Workers' comp may cover assaults even without a known motive

An unsolved midnight shooting, a denied claim, and a ruling carriers won't love

Workers' comp may cover assaults even without a known motive

Risk, Compliance & Legal

By Regielyn Santiago

Florida's Supreme Court has made it harder for workers' comp carriers to deny a claim when an employee is attacked on the job. 

In a July 9, 2026 decision, Florida's Supreme Court held that a workplace assault can be covered even when no one knows why the attacker struck. 

The worker managed a car rental business run out of a hotel near Orlando International Airport. Around midnight on June 28, 2019, an unknown gunman emerged from a dimly lit area and shot him several times at close range as he walked a covered outdoor walkway between his kiosk and an outer office. The gunman did not rob him. A surveillance camera captured the attack, but it was never solved. 

He was on the late shift only because he was training new hires, having recently fired three employees - two for theft and one for drug use. At each shift's end, he also carried rental agreements and cash from the kiosk to the office. 
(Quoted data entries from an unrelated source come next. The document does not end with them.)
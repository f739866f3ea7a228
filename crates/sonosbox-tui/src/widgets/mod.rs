pub mod pane_chrome;
pub mod progress_bar;
pub mod scrollable_list;
pub mod status_bar;
pub mod toast;
pub mod text;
Just after the shooting, the worker said he thought the gunman was a man who, a day earlier, had threatened to kill his son. That man was never charged, and witnesses - including the worker's own son - said he was not the person on the video. 

His carrier, Normandy Insurance Company (Normandy), denied the "[e]ntire claim" because, it said, "the incident did not arise out of employment." In an early filing, Normandy called the shooting an "intentional and personal, non-work related event." 

Florida law makes carriers pay benefits for an injury "arising out of work performed in the course and the scope of employment." A companion provision says that phrase "pertains to occupational causation." 

A judge of compensation claims awarded benefits, finding the worker's duties and surroundings put him at greater risk of attack. An appeals court reversed, reasoning that his only work at that moment was walking - and walking did not cause the shooting. The shooter did. 

The Supreme Court rejected that narrow reading. A worker hurt in a workplace assault does not have to prove why the attacker struck, it held. Showing that the job's duties and setting raised the risk of an attack can be enough on its own. 

The court quashed the appeals court's decision and sent the case back for a fresh review under the correct standard. For carriers, the message is plain: in Florida, an unknown or personal motive is no longer a sure defense to a workplace-assault claim if the work itself raised the risk.